Exercise: Every line in the data below from the one containing "let tag = tag.trim().to_string();" down to the one containing "pub fn trim_in_place(value: &mut", both included, must be retyped exactly; no other line is to appear.

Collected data
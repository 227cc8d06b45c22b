//! # Daily Report API Server
//!
//! HTTP server for daily reports and task assignment.
//!
//! ## Startup
//!
//! 1. Load configuration from the environment
//! 2. Connect to PostgreSQL and apply pending migrations
//! 3. Build the router and serve until Ctrl-C
//!
//! ## Usage
//!
//! ```bash
//! cargo run -p dailyreport-api
//! ```
//!
//! Set `LOG_FORMAT=json` for JSON log lines.

use dailyreport_api::{
    app::{build_router, AppState},
    config::Config,
};
use dailyreport_shared::db::{
    migrations::{get_migration_status, run_migrations},
    pool::{close_pool, create_pool, get_pool_stats, DatabaseConfig},
};
use dailyreport_shared::store::postgres::PgStore;
use std::{net::SocketAddr, sync::Arc};
use tracing_subscriber::{layer::SubscriberExt, util::SubscriberInitExt};

#[tokio::main]
async fn main() -> anyhow::Result<()> {
    init_tracing();

    tracing::info!(
        "Daily Report API Server v{} starting...",
        env!("CARGO_PKG_VERSION")
    );

    let config = Config::from_env()?;

    let pool = create_pool(DatabaseConfig {
        max_connections: config.database.max_connections,
        ..DatabaseConfig::with_url(config.database.url.clone())
    })
    .await?;
    run_migrations(&pool).await?;

    let migrations = get_migration_status(&pool).await?;
    let stats = get_pool_stats(&pool);
    tracing::info!(
        applied_migrations = migrations.applied_migrations,
        latest_version = ?migrations.latest_version,
        connections = stats.total_connections,
        "Database ready"
    );

    let bind_address = config.bind_address();
    let state = AppState::new(Arc::new(PgStore::new(pool.clone())), config);
    let app = build_router(state);

    let listener = tokio::net::TcpListener::bind(&bind_address).await?;
    tracing::info!("Server listening on http://{}", bind_address);

    axum::serve(
        listener,
        app.into_make_service_with_connect_info::<SocketAddr>(),
    )
    .with_graceful_shutdown(shutdown_signal())
    .await?;

    close_pool(pool).await;
    tracing::info!("Server stopped");

    Ok(())
}

fn init_tracing() {
    let filter = tracing_subscriber::EnvFilter::try_from_default_env().unwrap_or_else(|_| {
        "dailyreport_api=debug,dailyreport_shared=debug,tower_http=debug".into()
    });

    let json = std::env::var("LOG_FORMAT")
        .map(|v| v.eq_ignore_ascii_case("json"))
        .unwrap_or(false);

    let registry = tracing_subscriber::registry().with(filter);
    if json {
        registry.with(tracing_subscriber::fmt::layer().json()).init();
    } else {
        registry.with(tracing_subscriber::fmt::layer()).init();
    }
}

async fn shutdown_signal() {
    if let Err(e) = tokio::signal::ctrl_c().await {
        tracing::error!(error = %e, "Failed to listen for shutdown signal");
        std::future::pending::<()>().await;
    }
    tracing::info!("Shutdown signal received, draining connections...");
}
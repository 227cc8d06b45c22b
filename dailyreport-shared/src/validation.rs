/// Field-level validation errors
///
/// Payload types derive [`validator::Validate`] for the simple rules (length,
/// email, range) and expose a `check()` method that adds the rules the derive
/// cannot express. Both paths end up as a flat list of [`FieldError`]s so the
/// HTTP layer can report every problem in one response.
///
/// # Example
///
/// ```
/// use dailyreport_shared::validation::{check_tags, FieldError};
///
/// let mut errors = Vec::new();
/// check_tags("tags", &["ok".to_string(), "".to_string()], 20, &mut errors);
/// assert_eq!(errors, vec![FieldError::new("tags", "Each tag must be between 1 and 20 characters")]);
/// ```

use chrono::{DateTime, NaiveDate, Utc};
use serde::{Deserialize, Serialize};
use uuid::Uuid;
use validator::ValidationErrors;

use crate::models::Enumerated;

/// A single validation failure
#[derive(Debug, Clone, PartialEq, Eq, Serialize, Deserialize)]
pub struct FieldError {
    /// Field that failed validation
    pub field: String,

    /// Error message
    pub message: String,
}

impl FieldError {
    pub fn new(field: impl Into<String>, message: impl Into<String>) -> Self {
        Self {
            field: field.into(),
            message: message.into(),
        }
    }
}

/// Flattens derived validator errors into field errors, sorted by field name
pub fn from_validation_errors(errors: &ValidationErrors) -> Vec<FieldError> {
    let mut fields: Vec<FieldError> = errors
        .field_errors()
        .iter()
        .flat_map(|(field, errors)| {
            errors.iter().map(move |error| FieldError {
                field: field.to_string(),
                message: error
                    .message
                    .as_ref()
                    .map(|m| m.to_string())
                    .unwrap_or_else(|| "Validation failed".to_string()),
            })
        })
        .collect();

    fields.sort_by(|a, b| a.field.cmp(&b.field));
    fields
}

/// Runs the derived rules of `payload` and appends their failures to `out`
pub fn run_derived<T: validator::Validate>(payload: &T, out: &mut Vec<FieldError>) {
    if let Err(e) = payload.validate() {
        out.extend(from_validation_errors(&e));
    }
}

/// Checks that every tag is between 1 and `max` characters
pub fn check_tags(field: &str, tags: &[String], max: usize, out: &mut Vec<FieldError>) {
    let bad = tags.iter().any(|tag| {
        let len = tag.chars().count();
        len == 0 || len > max
    });

    if bad {
        out.push(FieldError::new(
            field,
            format!("Each tag must be between 1 and {} characters", max),
        ));
    }
}

/// Checks that a present value is not blank
pub fn check_not_blank(field: &str, value: Option<&str>, message: &str, out: &mut Vec<FieldError>) {
    if let Some(value) = value {
        if value.trim().is_empty() {
            out.push(FieldError::new(field, message));
        }
    }
}

/// Trims tags and drops empty strings and duplicates, keeping first occurrence order
pub fn normalize_tags(tags: Vec<String>) -> Vec<String> {
    let mut seen: Vec<String> = Vec::with_capacity(tags.len());
    for tag in tags {
        let tag = tag.trim().to_string();
        if !tag.is_empty() && !seen.contains(&tag) {
            seen.push(tag);
        }
    }
    seen
}

/// Trims a string in place
pub fn trim_in_place(value: &mut String) {
    let trimmed = value.trim();
    if trimmed.len() != value.len() {
        *value = trimmed.to_string();
    }
}

/// Parses an RFC 3339 timestamp or a bare `YYYY-MM-DD` date (midnight UTC)
pub fn parse_date(raw: &str) -> Option<DateTime<Utc>> {
    if let Ok(at) = DateTime::parse_from_rfc3339(raw) {
        return Some(at.with_timezone(&Utc));
    }

    NaiveDate::parse_from_str(raw, "%Y-%m-%d")
        .ok()
        .and_then(|d| d.and_hms_opt(0, 0, 0))
        .map(|dt| dt.and_utc())
}

/// Parses an optional date field, recording `message` when malformed
pub fn check_date(
    field: &str,
    raw: Option<&str>,
    message: &str,
    out: &mut Vec<FieldError>,
) -> Option<DateTime<Utc>> {
    let raw = raw?.trim();
    let parsed = parse_date(raw);
    if parsed.is_none() {
        out.push(FieldError::new(field, message));
    }
    parsed
}

/// Parses an optional ID field, recording `message` when malformed
pub fn check_uuid(field: &str, raw: Option<&str>, message: &str, out: &mut Vec<FieldError>) -> Option<Uuid> {
    let raw = raw?.trim();
    match Uuid::parse_str(raw) {
        Ok(id) => Some(id),
        Err(_) => {
            out.push(FieldError::new(field, message));
            None
        }
    }
}

/// Parses an optional enumerated field
pub fn check_enum<T: Enumerated>(field: &str, raw: Option<&str>, out: &mut Vec<FieldError>) -> Option<T> {
    let raw = raw?;
    let parsed = T::parse(raw.trim());
    if parsed.is_none() {
        out.push(FieldError::new(
            field,
            format!("Invalid {}; expected one of: {}", field, T::expected()),
        ));
    }
    parsed
}

#[cfg(test)]
mod tests {
    use super::*;

    #[test]
    fn test_check_tags_limits() {
        let mut errors = Vec::new();
        check_tags("tags", &["a".repeat(20)], 20, &mut errors);
        assert!(errors.is_empty());

        check_tags("tags", &["a".repeat(21)], 20, &mut errors);
        assert_eq!(errors.len(), 1);
        assert_eq!(errors[0].field, "tags");
    }

    #[test]
    fn test_normalize_tags() {
        let tags = vec![
            " rust ".to_string(),
            "rust".to_string(),
            "".to_string(),
            "api".to_string(),
        ];
        assert_eq!(normalize_tags(tags), vec!["rust".to_string(), "api".to_string()]);
    }

    #[test]
    fn test_check_not_blank() {
        let mut errors = Vec::new();
        check_not_blank("content", Some("   "), "Content is required", &mut errors);
        check_not_blank("title", None, "Title is required", &mut errors);
        assert_eq!(errors, vec![FieldError::new("content", "Content is required")]);
    }

    #[test]
    fn test_parse_date_forms() {
        let midnight = parse_date("2025-03-04").unwrap();
        assert_eq!(midnight.to_rfc3339(), "2025-03-04T00:00:00+00:00");
        assert!(parse_date("2025-03-04T10:00:00+02:00").is_some());
        assert!(parse_date("yesterday").is_none());
    }

    #[test]
    fn test_check_enum_and_uuid() {
        use crate::models::task::TaskPriority;

        let mut errors = Vec::new();
        assert_eq!(
            check_enum::<TaskPriority>("priority", Some("high"), &mut errors),
            Some(TaskPriority::High)
        );
        assert_eq!(check_enum::<TaskPriority>("priority", Some("extreme"), &mut errors), None);
        assert_eq!(check_uuid("task", Some("abc"), "Invalid task ID", &mut errors), None);
        assert_eq!(check_uuid("task", None, "Invalid task ID", &mut errors), None);

        assert_eq!(
            errors,
            vec![
                FieldError::new("priority", "Invalid priority; expected one of: low, medium, high, urgent"),
                FieldError::new("task", "Invalid task ID"),
            ]
        );
    }

    #[test]
    fn test_trim_in_place() {
        let mut value = "  hello ".to_string();
        trim_in_place(&mut value);
        assert_eq!(value, "hello");
    }
}
/// Authorization guard
///
/// Every single-record decision in the engines goes through [`authorize`],
/// which encodes one table for both resources:
///
/// | Resource | Caller | Condition | read | create | update | delete | comment |
/// |----------|--------|-----------|------|--------|--------|--------|---------|
/// | Task | admin | any | ✓ | ✓ | ✓ | ✓ | ✓ |
/// | Task | user | assignee | ✓ | ✗ | ✓ (limited) | ✗ | ✓ |
/// | Task | user | other | ✗ | ✗ | ✗ | ✗ | ✗ |
/// | Report | admin | any | ✓ | ✓ | ✓ | ✓ | ✓ |
/// | Report | user | author | ✓ | ✓ | ✓ (limited) | ✓ | ✓ |
/// | Report | user | public | ✓ | n/a | ✗ | ✗ | ✓ |
/// | Report | user | other | ✗ | n/a | ✗ | ✗ | ✗ |
///
/// A denial is an error, never an empty result. List scoping is separate and
/// lives in the filter builder.
///
/// "Limited" updates are expressed by [`may_write_field`]: the engines strip
/// the fields it rejects instead of refusing the whole request.
///
/// # Example
///
/// ```
/// use dailyreport_shared::auth::authorization::{authorize, Operation, Target};
/// use dailyreport_shared::auth::middleware::AuthContext;
/// use dailyreport_shared::models::user::Role;
/// use uuid::Uuid;
///
/// let me = AuthContext::new(Uuid::new_v4(), Role::User);
/// let mine = Target::Task { assigned_to: me.user_id };
/// let theirs = Target::Task { assigned_to: Uuid::new_v4() };
///
/// assert!(authorize(&me, Operation::Read, &mine).is_ok());
/// assert!(authorize(&me, Operation::Read, &theirs).is_err());
/// assert!(authorize(&me, Operation::Delete, &mine).is_err());
/// ```

use std::fmt;
use uuid::Uuid;

use super::middleware::AuthContext;
use crate::models::ResourceKind;

/// Task fields only an admin may write
pub const TASK_ADMIN_FIELDS: &[&str] = &["assigned_to", "assigned_by", "priority"];

/// Report fields only an admin may write
pub const REPORT_ADMIN_FIELDS: &[&str] = &["status", "approved_by", "approved_at"];

/// Error type for authorization checks
#[derive(Debug, Clone, PartialEq, Eq, thiserror::Error)]
pub enum AuthzError {
    /// Operation is reserved for admins
    #[error("Admin access required")]
    AdminRequired,

    /// Caller has no relationship granting the operation
    #[error("Not authorized to {operation} this {resource}")]
    Denied {
        operation: Operation,
        resource: ResourceKind,
    },
}

/// Operation being authorized
#[derive(Debug, Clone, Copy, PartialEq, Eq)]
pub enum Operation {
    Read,
    Create,
    Update,
    Delete,
    Comment,
}

impl fmt::Display for Operation {
    fn fmt(&self, f: &mut fmt::Formatter<'_>) -> fmt::Result {
        f.write_str(match self {
            Operation::Read => "access",
            Operation::Create => "create",
            Operation::Update => "update",
            Operation::Delete => "delete",
            Operation::Comment => "comment on",
        })
    }
}

/// What an operation acts on, with the ownership fields the table needs
#[derive(Debug, Clone, Copy, PartialEq, Eq)]
pub enum Target {
    /// An existing task
    Task { assigned_to: Uuid },

    /// An existing report
    Report { author_id: Uuid, is_public: bool },

    /// A user account, or data filed under it
    User { id: Uuid },

    /// A whole collection, for `Create`
    Collection(ResourceKind),
}

impl Target {
    pub fn kind(&self) -> ResourceKind {
        match self {
            Target::Task { .. } => ResourceKind::Task,
            Target::Report { .. } => ResourceKind::Report,
            Target::User { .. } => ResourceKind::User,
            Target::Collection(kind) => *kind,
        }
    }
}

/// Decides one cell of the table
pub fn is_allowed(auth: &AuthContext, operation: Operation, target: &Target) -> bool {
    if auth.is_admin() {
        return true;
    }

    let me = auth.user_id;
    match *target {
        Target::Task { assigned_to } => {
            assigned_to == me
                && matches!(
                    operation,
                    Operation::Read | Operation::Update | Operation::Comment
                )
        }
        Target::Report {
            author_id,
            is_public,
        } => match operation {
            Operation::Read | Operation::Comment => author_id == me || is_public,
            Operation::Update | Operation::Delete => author_id == me,
            Operation::Create => false,
        },
        Target::User { id } => id == me && operation == Operation::Read,
        Target::Collection(kind) => kind == ResourceKind::Report && operation == Operation::Create,
    }
}

/// Like [`is_allowed`], but a denial is an error
pub fn authorize(auth: &AuthContext, operation: Operation, target: &Target) -> Result<(), AuthzError> {
    if is_allowed(auth, operation, target) {
        return Ok(());
    }

    tracing::debug!(
        user_id = %auth.user_id,
        operation = %operation,
        resource = %target.kind(),
        "Authorization denied"
    );

    Err(AuthzError::Denied {
        operation,
        resource: target.kind(),
    })
}

/// Requires the caller to be an admin
pub fn require_admin(auth: &AuthContext) -> Result<(), AuthzError> {
    if auth.is_admin() {
        Ok(())
    } else {
        tracing::debug!(user_id = %auth.user_id, "Admin access required");
        Err(AuthzError::AdminRequired)
    }
}

/// Whether the caller may write `field` of a record of `kind` they may update
pub fn may_write_field(auth: &AuthContext, kind: ResourceKind, field: &str) -> bool {
    if auth.is_admin() {
        return true;
    }

    match kind {
        ResourceKind::Task => !TASK_ADMIN_FIELDS.contains(&field),
        ResourceKind::Report => !REPORT_ADMIN_FIELDS.contains(&field),
        ResourceKind::User => false,
    }
}

#[cfg(test)]
mod tests {
    use super::*;
    use crate::models::user::Role;

    const ALL_OPS: [Operation; 5] = [
        Operation::Read,
        Operation::Create,
        Operation::Update,
        Operation::Delete,
        Operation::Comment,
    ];

    fn user() -> AuthContext {
        AuthContext::new(Uuid::new_v4(), Role::User)
    }

    fn admin() -> AuthContext {
        AuthContext::new(Uuid::new_v4(), Role::Admin)
    }

    fn allowed_ops(auth: &AuthContext, target: Target) -> Vec<Operation> {
        ALL_OPS
            .iter()
            .copied()
            .filter(|op| is_allowed(auth, *op, &target))
            .collect()
    }

    #[test]
    fn test_admin_may_do_everything() {
        let auth = admin();
        let other = Uuid::new_v4();

        for target in [
            Target::Task { assigned_to: other },
            Target::Report { author_id: other, is_public: false },
            Target::User { id: other },
            Target::Collection(ResourceKind::Task),
        ] {
            assert_eq!(allowed_ops(&auth, target), ALL_OPS.to_vec());
        }
    }

    #[test]
    fn test_task_rows() {
        let auth = user();

        assert_eq!(
            allowed_ops(&auth, Target::Task { assigned_to: auth.user_id }),
            vec![Operation::Read, Operation::Update, Operation::Comment]
        );
        assert!(allowed_ops(&auth, Target::Task { assigned_to: Uuid::new_v4() }).is_empty());
        assert!(!is_allowed(&auth, Operation::Create, &Target::Collection(ResourceKind::Task)));
    }

    #[test]
    fn test_report_rows() {
        let auth = user();
        let other = Uuid::new_v4();

        assert_eq!(
            allowed_ops(&auth, Target::Report { author_id: auth.user_id, is_public: false }),
            vec![Operation::Read, Operation::Update, Operation::Delete, Operation::Comment]
        );
        assert_eq!(
            allowed_ops(&auth, Target::Report { author_id: other, is_public: true }),
            vec![Operation::Read, Operation::Comment]
        );
        assert!(allowed_ops(&auth, Target::Report { author_id: other, is_public: false }).is_empty());
        assert!(is_allowed(&auth, Operation::Create, &Target::Collection(ResourceKind::Report)));
    }

    #[test]
    fn test_user_target() {
        let auth = user();
        assert!(is_allowed(&auth, Operation::Read, &Target::User { id: auth.user_id }));
        assert!(!is_allowed(&auth, Operation::Read, &Target::User { id: Uuid::new_v4() }));
        assert!(!is_allowed(&auth, Operation::Update, &Target::User { id: auth.user_id }));
    }

    #[test]
    fn test_denial_message() {
        let auth = user();
        let err = authorize(
            &auth,
            Operation::Comment,
            &Target::Task { assigned_to: Uuid::new_v4() },
        )
        .unwrap_err();

        assert_eq!(err.to_string(), "Not authorized to comment on this task");
        assert_eq!(require_admin(&auth), Err(AuthzError::AdminRequired));
        assert!(require_admin(&admin()).is_ok());
    }

    #[test]
    fn test_may_write_field() {
        let auth = user();

        assert!(may_write_field(&auth, ResourceKind::Task, "status"));
        assert!(may_write_field(&auth, ResourceKind::Task, "due_date"));
        assert!(!may_write_field(&auth, ResourceKind::Task, "priority"));
        assert!(!may_write_field(&auth, ResourceKind::Task, "assigned_to"));

        assert!(may_write_field(&auth, ResourceKind::Report, "title"));
        assert!(!may_write_field(&auth, ResourceKind::Report, "status"));
        assert!(!may_write_field(&auth, ResourceKind::Report, "approved_at"));

        assert!(may_write_field(&admin(), ResourceKind::Report, "status"));
    }
}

Response:
        let tag = tag.trim().to_string();
        if !tag.is_empty() && !seen.contains(&tag) {
            seen.push(tag);
        }
    }
    seen
}

/// Trims a string in place
pub fn trim_in_place(value: &mut String) {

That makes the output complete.